The good: Working in the media has availed me the opportunity to be up close and personal with some of the world’s heavyweights and giants, and help change the landscape of Malawi, the SADC region, and the world, uplifting the lives of the vulnerable and the voiceless. Among these are former Chile President, who was the first Executive Director of UN Women. UN Women was an agency, fellow colleagues from the African group helped formulate; and later while in a board meeting as a Malawi delegate in the room, convinced the UN Women management team to reconsider and set up an office in Malawi to assist in-coming Malawi’s first female President, Dr. Joyce Banda.

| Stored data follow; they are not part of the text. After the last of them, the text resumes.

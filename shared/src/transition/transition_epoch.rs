use std::{fmt, time::Duration};

use crate::{EpochId, LoadMode, SceneTarget, TransitionState};

/// Invoked once, when the overlay reaches full opacity and before any scene
/// load begins.
pub type MidTransitionCallback = Box<dyn FnOnce()>;

/// What a transition does once the overlay is opaque.
#[derive(Clone, Debug, PartialEq, Eq)]
pub enum TransitionKind {
    /// Load `target` and wait for the authority's readiness barrier.
    Networked { target: SceneTarget, mode: LoadMode },
    /// Optionally load `target`, hold, then fade back out on this node only.
    Local { target: Option<SceneTarget> },
    /// Fade in and stay covered until told to fade out.
    FadeToBlack,
}

impl TransitionKind {
    pub fn is_networked(&self) -> bool {
        matches!(self, TransitionKind::Networked { .. })
    }
}

/// One run of the transition protocol on a single node.
pub struct TransitionEpoch {
    id: EpochId,
    kind: TransitionKind,
    state: TransitionState,
    fade_duration: Duration,
    hold_duration: Duration,
    mid_callback: Option<MidTransitionCallback>,
    hold_elapsed: Duration,
    released_early: bool,
}

impl TransitionEpoch {
    pub(crate) fn new(
        id: EpochId,
        kind: TransitionKind,
        fade_duration: Duration,
        hold_duration: Duration,
        mid_callback: Option<MidTransitionCallback>,
    ) -> Self {
        Self {
            id,
            kind,
            state: TransitionState::Idle,
            fade_duration,
            hold_duration,
            mid_callback,
            hold_elapsed: Duration::ZERO,
            released_early: false,
        }
    }

    pub fn id(&self) -> EpochId {
        self.id
    }

    pub fn kind(&self) -> &TransitionKind {
        &self.kind
    }

    pub fn state(&self) -> TransitionState {
        self.state
    }

    pub fn fade_duration(&self) -> Duration {
        self.fade_duration
    }

    pub fn hold_duration(&self) -> Duration {
        self.hold_duration
    }

    pub fn scene_target(&self) -> Option<&SceneTarget> {
        match &self.kind {
            TransitionKind::Networked { target, .. } => Some(target),
            TransitionKind::Local { target } => target.as_ref(),
            TransitionKind::FadeToBlack => None,
        }
    }

    pub fn load_mode(&self) -> LoadMode {
        match &self.kind {
            TransitionKind::Networked { mode, .. } => *mode,
            _ => LoadMode::Single,
        }
    }

    // Crate-public

    pub(crate) fn set_state(&mut self, state: TransitionState) {
        self.state = state;
    }

    pub(crate) fn take_mid_callback(&mut self) -> Option<MidTransitionCallback> {
        self.mid_callback.take()
    }

    /// Accumulates hold time, returning whether the hold is over.
    pub(crate) fn advance_hold(&mut self, delta: Duration) -> bool {
        self.hold_elapsed = self.hold_elapsed.saturating_add(delta);
        self.hold_elapsed >= self.hold_duration
    }

    pub(crate) fn hold_elapsed(&self) -> Duration {
        self.hold_elapsed
    }

    pub(crate) fn mark_released_early(&mut self) {
        self.released_early = true;
    }

    pub(crate) fn released_early(&self) -> bool {
        self.released_early
    }
}

impl fmt::Debug for TransitionEpoch {
    fn fmt(&self, f: &mut fmt::Formatter<'_>) -> fmt::Result {
        f.debug_struct("TransitionEpoch")
            .field("id", &self.id)
            .field("kind", &self.kind)
            .field("state", &self.state)
            .field("fade_duration", &self.fade_duration)
            .field("hold_duration", &self.hold_duration)
            .field("has_mid_callback", &self.mid_callback.is_some())
            .field("hold_elapsed", &self.hold_elapsed)
            .finish()
    }
}
//! # Curtain Server
//! The authority side of a networked scene transition. The authority
//! broadcasts the start of each epoch, fades and loads like any other peer,
//! collects ready reports from every connected peer and broadcasts the
//! release once all of them have loaded.

#![deny(
    trivial_casts,
    trivial_numeric_casts,
    unstable_features,
    unused_import_braces
)]

pub mod shared {
    pub use curtain_shared::{
        AuthorityMessage, AuthorityTransport, Color, EpochId, FadeOverlay, LoadMode, LoadReport,
        PeerKey, PeerMessage, SceneLoader, SceneTarget, TransitionConfig, TransitionEvent,
        TransitionState, TransportError,
    };
}

mod authority;
mod barrier;

pub use authority::{Authority, AuthorityConfig};
pub use barrier::{BarrierCoordinator, BarrierOutcome, ReadySet};
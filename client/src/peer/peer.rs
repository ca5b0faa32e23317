use std::time::Duration;

use log::{info, warn};

use curtain_shared::{
    AuthorityMessage, Color, EpochId, FadeOverlay, MidTransitionCallback, NodeRole,
    ObserverKey, PeerKey, PeerMessage, PeerTransport, SceneLoader, SceneTarget,
    TransitionError, TransitionEvent, TransitionMachine, TransitionState,
};

use crate::PeerConfig;

/// A node that follows the authority's networked transitions.
///
/// Peers cannot start networked transitions; they react to the authority's
/// `StartTransition`, report once their scene is loaded and wait for
/// `AllReady`. Local transitions are available as on any node.
pub struct Peer {
    key: PeerKey,
    machine: TransitionMachine,
    transport: Box<dyn PeerTransport>,
}

impl Peer {
    pub fn new(
        config: PeerConfig,
        key: PeerKey,
        overlay: Option<Box<dyn FadeOverlay>>,
        loader: Box<dyn SceneLoader>,
        transport: Box<dyn PeerTransport>,
    ) -> Self {
        Self {
            key,
            machine: TransitionMachine::new(NodeRole::Peer, config.transition, overlay, loader),
            transport,
        }
    }

    /// Fades out after the barrier was released. Ignored when idle or
    /// already fading out.
    pub fn complete_networked_transition(&mut self) {
        self.machine.fade_out();
    }

    pub fn begin_local_transition(
        &mut self,
        target: Option<SceneTarget>,
        mid_callback: Option<MidTransitionCallback>,
        hold: Duration,
    ) {
        self.machine
            .begin_local_transition(target, mid_callback, hold);
    }

    pub fn begin_local_fade_hold(
        &mut self,
        mid_callback: Option<MidTransitionCallback>,
        hold: Duration,
    ) {
        self.machine.begin_local_fade_hold(mid_callback, hold);
    }

    pub fn begin_fade_to_black(&mut self) {
        self.machine.begin_fade_to_black();
    }

    pub fn set_overlay(&mut self, overlay: Box<dyn FadeOverlay>) {
        self.machine.set_overlay(overlay);
    }

    pub fn set_overlay_color(&mut self, color: Color) {
        self.machine.set_overlay_color(color);
    }

    pub fn key(&self) -> PeerKey {
        self.key
    }

    pub fn is_transitioning(&self) -> bool {
        self.machine.is_transitioning()
    }

    pub fn state(&self) -> TransitionState {
        self.machine.state()
    }

    pub fn current_epoch(&self) -> Option<EpochId> {
        self.machine.current_epoch_id()
    }

    pub fn fade_duration_seconds(&self) -> f32 {
        self.machine.fade_duration_seconds()
    }

    pub fn machine(&self) -> &TransitionMachine {
        &self.machine
    }

    pub fn subscribe<F: FnMut() + 'static>(
        &mut self,
        event: TransitionEvent,
        callback: F,
    ) -> ObserverKey {
        self.machine.subscribe(event, callback)
    }

    pub fn unsubscribe(&mut self, key: &ObserverKey) -> bool {
        self.machine.unsubscribe(key)
    }

    pub fn take_errors(&mut self) -> Vec<TransitionError> {
        self.machine.take_errors()
    }

    /// Applies messages from the authority, advances the local transition by
    /// `delta` and sends the ready report once the scene is loaded.
    pub fn update(&mut self, delta: Duration) {
        while let Some(message) = self.transport.receive() {
            match message {
                AuthorityMessage::StartTransition {
                    epoch,
                    target,
                    mode,
                } => {
                    if let Err(err) = self.machine.begin_networked_epoch(epoch, target, mode) {
                        // this peer will not report, the authority's barrier
                        // waits on it unless a timeout is configured
                        warn!("{} ignoring start of {}: {}", self.key, epoch, err);
                    }
                }
                AuthorityMessage::AllReady { epoch } => {
                    self.machine.on_all_ready(epoch);
                }
            }
        }

        self.machine.update(delta);

        if let Some(epoch) = self.machine.take_ready_report() {
            info!("{} ready for {}", self.key, epoch);
            if let Err(err) = self.transport.send(PeerMessage::ReportReady {
                epoch,
                peer: self.key,
            }) {
                warn!("{} could not report ready for {}: {}", self.key, epoch, err);
            }
        }
    }

    /// Cancels the local transition. The authority is not notified.
    pub fn teardown(&mut self) {
        self.machine.teardown();
    }
}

Two other women I worked with were the late Mary Singletary, who brought 50,000 books to Malawi for primary school children in the village. Dr. Singletary requested the Malawi Mission to assist Dr. Ann Gloag in gaining an approval letter from the Ministry of Health to establish the Fistula Wing at the Bwaila with her friends, Tom Hunter (Sir Thomas Blane Hunter) and former US President Bill Clinton. A few phone calls that I made, including one to Vice President Joyce Banda and the Director of Reproductive Health, made this a reality.

Furthermore, it was a great privilege, to work as a diplomat to manage the media outreach at the Malawi Mission to the United Nations under the supervision of Ambassador Brian Bowler, by establishing media platforms such as Vibrant Malawi on Facebook, Malawi  UN Channel on YouTube, and the quarterly Malawi Diplomatic Extraordinaire.

Lastly, following the expiry of my contract as a diplomat, something good, in fact, great came out of the ugly in my journalism journey,  I started columns in the Nation and the Maravi Post, even serving for three years as senior editor for the Marai Post. These two columns avail me the opportunity to write on a bucket load of local and international topics. I have also made two guest appearances on Voice of America’s Straight Talk Africa with Shaka Ssali to discuss the 2020 Fresh Malawian elections and made a guest appearance in the Medical Society of Malawi (MASM) magazine.

The upside side of the ugly is the relaunch of my book publishing career. During this comeback, I‘ve published several books including Brilliant! One Year with Dr. Joyce Banda – April 7, 2012- April 7, 2013 (2013), Zinyama Village Road (2016), and A Girl Called Gaborone (2022). In the pipeline are several manuscripts including one on intergovernmental and national leadership, grandma’s garden.

Destiny helpers: I have not walked these 40 years alone or unassisted. I have had strength effused in my running, prancing, and soaring with help from firstly God the Almighty. The earthly helpers in my destiny were my Dad (he warmed up to and was one of the loud cheerleaders), Mom, siblings, my husband (Adam Sr.), and children, Mike Kamwendo, David Tattersall, Felix Mponda, Roziliro Twea Tembo, Ralph, Robert Chilenga, William Kadzamira, Walker Jiyani, Willie Zingani (wapaNtchito), and Sam Chu, and Blantyre Newspapers colleagues, David Nthengwe and The Independent staff, H. Kamuzu Banda, Justin Malewezi, Joyce Banda, Patricia Kaliati, Zahra Nuru, Esnath Kaliyati, Mary Shaba, Francis Kakatera, Gervasio Kaliwo, Tony Mita, Rozlyn Makhumula, Queen Gondwe, Brian Bowler, Charles Msosa, Mbumba Banda, Elwin Mandowa, and Lloyd M’bwana, among many others.

Thank you, destiny helpers, the journey continues!